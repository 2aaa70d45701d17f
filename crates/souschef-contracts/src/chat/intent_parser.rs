use super::command_registry::{ResultAction, COMMANDS};

/// One line typed at the result prompt.
#[derive(Debug, Clone, PartialEq, Eq)]
pub struct ResultCommand {
    pub action: ResultAction,
    pub raw: String,
    pub path: Option<String>,
}

/// Splits a path argument the way a shell would, so quoted paths with
/// spaces survive. Unbalanced quotes fall back to whitespace splitting.
fn path_argument(arg: &str) -> Option<String> {
    let parts = shell_words::split(arg)
        .unwrap_or_else(|_| arg.split_whitespace().map(str::to_string).collect());
    let joined = parts
        .into_iter()
        .filter(|part| !part.is_empty())
        .collect::<Vec<_>>()
        .join(" ");
    (!joined.is_empty()).then_some(joined)
}

/// Parses `another`, `download [path]`, `save [dir]`, `show`, `help`, `quit`.
/// A leading `/` is accepted; an empty line is [`ResultAction::Noop`].
pub fn parse_result_command(text: &str) -> ResultCommand {
    let mut parsed = ResultCommand {
        action: ResultAction::Unknown,
        raw: text.to_string(),
        path: None,
    };
    let line = text.trim();
    if line.is_empty() {
        parsed.action = ResultAction::Noop;
        return parsed;
    }

    let line = line.strip_prefix('/').unwrap_or(line);
    let (word, arg) = match line.split_once(char::is_whitespace) {
        Some((word, arg)) => (word, arg.trim()),
        None => (line, ""),
    };
    let word = word.to_ascii_lowercase();
    let Some(spec) = COMMANDS.iter().find(|spec| spec.words.contains(&word.as_str())) else {
        return parsed;
    };

    if spec.takes_path {
        parsed.path = path_argument(arg);
    } else if !arg.is_empty() {
        return parsed;
    }
    parsed.action = spec.action;
    parsed
}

_DIRECTIONS:_
Copy out each line in the preceding records that contains "spec".

_SOLUTION BELOW:_
    let Some(spec) = COMMANDS.iter().find(|spec| spec.words.contains(&word.as_str())) else {
    if spec.takes_path {
    parsed.action = spec.action;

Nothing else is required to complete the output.